→ **WORK REQUEST**
Transcribe the lines from the start of the data below through the line with "use std::path::Path;", word for word and nothing more.

[Extracted data entries]
● ● ● ●

//! Configuration for the diagnostic harness.
//!
//! This module defines all configuration structures used to parameterize a session. It
//! provides:
//! 1. **Defaults:** Bus parameters and the timing contract of the peer core.
//! 2. **Structures:** Hierarchical config for bus, timing and suite parameters.
//! 3. **Loading:** JSON deserialization and validation against the timing contract.
//!
//! Every field is optional in JSON; missing fields take their defaults, so `{}` is a valid
//! configuration equal to `Config::default()`.

use std::fs;
use std::path::Path;

use serde::{Deserialize, Serialize};

use crate::common::ConfigError;
use crate::common::constants::{
    MIN_POST_SETTLE_US, MIN_PRE_SETTLE_US, MIN_READ_COMPLETION_US, MIN_WRITE_COMPLETION_US,
};

/// Default configuration constants for the harness.
mod defaults {
    /// SPI controller index on the host.
    pub const SPI_ID: u8 = 0;

    /// SPI clock rate in Hz (1 MHz).
    pub const BAUDRATE: u32 = 1_000_000;

    /// GPIO driving the active-low chip select.
    pub const CS_PIN: u8 = 1;

    /// Wait between asserting select and the first byte.
    pub const PRE_SETTLE_US: u64 = 2;

    /// Wait between the last byte and deasserting select.
    pub const POST_SETTLE_US: u64 = 2;

    /// Wait after a write frame for the peer to commit it (1 ms).
    pub const WRITE_COMPLETION_US: u64 = 1_000;

    /// Wait after a status read.
    pub const READ_COMPLETION_US: u64 = 10;

    /// Pause between consecutive suite checks.
    pub const INTER_CHECK_PAUSE_MS: u64 = 300;

    /// Status reads performed by the status-read check.
    pub const STATUS_READS: usize = 5;

    /// Writes performed by the throughput check.
    pub const THROUGHPUT_ITERATIONS: usize = 50;
}

/// Root configuration structure.
#[derive(Debug, Clone, Default, PartialEq, Eq, Serialize, Deserialize)]
pub struct Config {
    /// Host bus parameters.
    #[serde(default)]
    pub bus: BusConfig,
    /// Transaction timing.
    #[serde(default)]
    pub timing: TimingConfig,
    /// Diagnostic suite parameters.
    #[serde(default)]
    pub suite: SuiteConfig,
}

impl Config {
    /// Parses and validates a configuration from a JSON string.
    ///
    /// # Errors
    ///
    /// Returns [`ConfigError::Parse`] for malformed JSON and the validation errors of
    /// [`Config::validate`].
    pub fn from_json(json: &str) -> Result<Self, ConfigError> {
        let config: Self = serde_json::from_str(json)?;
        config.validate()?;
        Ok(config)
    }

    /// Reads, parses and validates a JSON configuration file.
    ///
    /// # Errors
    ///
    /// Returns [`ConfigError::Io`] if the file cannot be read, otherwise as
    /// [`Config::from_json`].
    pub fn load(path: impl AsRef<Path>) -> Result<Self, ConfigError> {
        let text = fs::read_to_string(path)?;
        Self::from_json(&text)
    }

    /// Checks the configuration against the bus timing contract.
    ///
    /// Timing values may be lengthened but never shortened below the minimums the peer
    /// logic was built for.
    ///
    /// # Errors
    ///
    /// Returns the first violated constraint.
    pub fn validate(&self) -> Result<(), ConfigError> {
        self.timing.validate()?;
        self.suite.validate()
    }
}

/// Host SPI bus parameters.
///
/// The mode is fixed by the peer logic (mode 0, MSB first, 8-bit words) and not
/// configurable; these fields describe how the host reaches the peer.
#[derive(Debug, Clone, PartialEq, Eq, Serialize, Deserialize)]
pub struct BusConfig {
    /// SPI controller index
    #[serde(default = "BusConfig::default_spi_id")]
    pub spi_id: u8,

    /// SPI clock rate in Hz
    #[serde(default = "BusConfig::default_baudrate")]
    pub baudrate: u32,

    /// Chip-select GPIO number
    #[serde(default = "BusConfig::default_cs_pin")]
    pub cs_pin: u8,
}

impl BusConfig {
    fn default_spi_id() -> u8 {
        defaults::SPI_ID
    }

    fn default_baudrate() -> u32 {
        defaults::BAUDRATE
    }

    fn default_cs_pin() -> u8 {
        defaults::CS_PIN
    }
}

impl Default for BusConfig {
    fn default() -> Self {
        Self {
            spi_id: defaults::SPI_ID,
            baudrate: defaults::BAUDRATE,
            cs_pin: defaults::CS_PIN,
        }
    }
}

/// Per-transaction timing of the bus transport.
#[derive(Debug, Clone, Copy, PartialEq, Eq, Serialize, Deserialize)]
pub struct TimingConfig {
    /// Wait after asserting select, in microseconds
    #[serde(default = "TimingConfig::default_pre_settle_us")]
    pub pre_settle_us: u64,

    /// Wait before deasserting select, in microseconds
    #[serde(default = "TimingConfig::default_post_settle_us")]
    pub post_settle_us: u64,

    /// Wait after a write frame, in microseconds
    #[serde(default = "TimingConfig::default_write_completion_us")]
    pub write_completion_us: u64,

    /// Wait after a status read, in microseconds
    #[serde(default = "TimingConfig::default_read_completion_us")]
    pub read_completion_us: u64,

    /// Pause between suite checks, in milliseconds
    #[serde(default = "TimingConfig::default_inter_check_pause_ms")]
    pub inter_check_pause_ms: u64,
}

impl TimingConfig {
    fn default_pre_settle_us() -> u64 {
        defaults::PRE_SETTLE_US
    }

    fn default_post_settle_us() -> u64 {
        defaults::POST_SETTLE_US
    }

    fn default_write_completion_us() -> u64 {
        defaults::WRITE_COMPLETION_US
    }

    fn default_read_completion_us() -> u64 {
        defaults::READ_COMPLETION_US
    }

    fn default_inter_check_pause_ms() -> u64 {
        defaults::INTER_CHECK_PAUSE_MS
    }

    /// Rejects any transaction delay below the contract minimum.
    ///
    /// # Errors
    ///
    /// Returns [`ConfigError::Timing`] naming the first offending field.
    pub fn validate(&self) -> Result<(), ConfigError> {
        let checks = [
            ("pre_settle_us", self.pre_settle_us, MIN_PRE_SETTLE_US),
            ("post_settle_us", self.post_settle_us, MIN_POST_SETTLE_US),
            (
                "write_completion_us",
                self.write_completion_us,
                MIN_WRITE_COMPLETION_US,
            ),
            (
                "read_completion_us",
                self.read_completion_us,
                MIN_READ_COMPLETION_US,
            ),
        ];
        for (field, value, min) in checks {
            if value < min {
                return Err(ConfigError::Timing { field, value, min });
            }
        }
        Ok(())
    }
}

impl Default for TimingConfig {
    fn default() -> Self {
        Self {
            pre_settle_us: defaults::PRE_SETTLE_US,
            post_settle_us: defaults::POST_SETTLE_US,
            write_completion_us: defaults::WRITE_COMPLETION_US,
            read_completion_us: defaults::READ_COMPLETION_US,
            inter_check_pause_ms: defaults::INTER_CHECK_PAUSE_MS,
        }
    }
}

/// Diagnostic suite parameters.
#[derive(Debug, Clone, Copy, PartialEq, Eq, Serialize, Deserialize)]
pub struct SuiteConfig {
    /// Reads performed by the status-read check
    #[serde(default = "SuiteConfig::default_status_reads")]
    pub status_reads: usize,

    /// Writes performed by the throughput check
    #[serde(default = "SuiteConfig::default_throughput_iterations")]
    pub throughput_iterations: usize,
}

impl SuiteConfig {
    fn default_status_reads() -> usize {
        defaults::STATUS_READS
    }

    fn default_throughput_iterations() -> usize {
        defaults::THROUGHPUT_ITERATIONS
    }

    /// Rejects suite parameters that would make a check vacuous.
    ///
    /// # Errors
    ///
    /// Returns [`ConfigError::Suite`] naming the first zero-valued field.
    pub fn validate(&self) -> Result<(), ConfigError> {
        if self.status_reads == 0 {
            return Err(ConfigError::Suite {
                field: "status_reads",
            });
        }
        if self.throughput_iterations == 0 {
            return Err(ConfigError::Suite {
                field: "throughput_iterations",
            });
        }
        Ok(())
    }
}

impl Default for SuiteConfig {
    fn default() -> Self {
        Self {
            status_reads: defaults::STATUS_READS,
            throughput_iterations: defaults::THROUGHPUT_ITERATIONS,
        }
    }
}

● ● ● ●

→ **OUTPUT OF THE EXERCISE**
//! Configuration for the diagnostic harness.
//!
//! This module defines all configuration structures used to parameterize a session. It
//! provides:
//! 1. **Defaults:** Bus parameters and the timing contract of the peer core.
//! 2. **Structures:** Hierarchical config for bus, timing and suite parameters.
//! 3. **Loading:** JSON deserialization and validation against the timing contract.
//!
//! Every field is optional in JSON; missing fields take their defaults, so `{}` is a valid
//! configuration equal to `Config::default()`.

use std::fs;
use std::path::Path;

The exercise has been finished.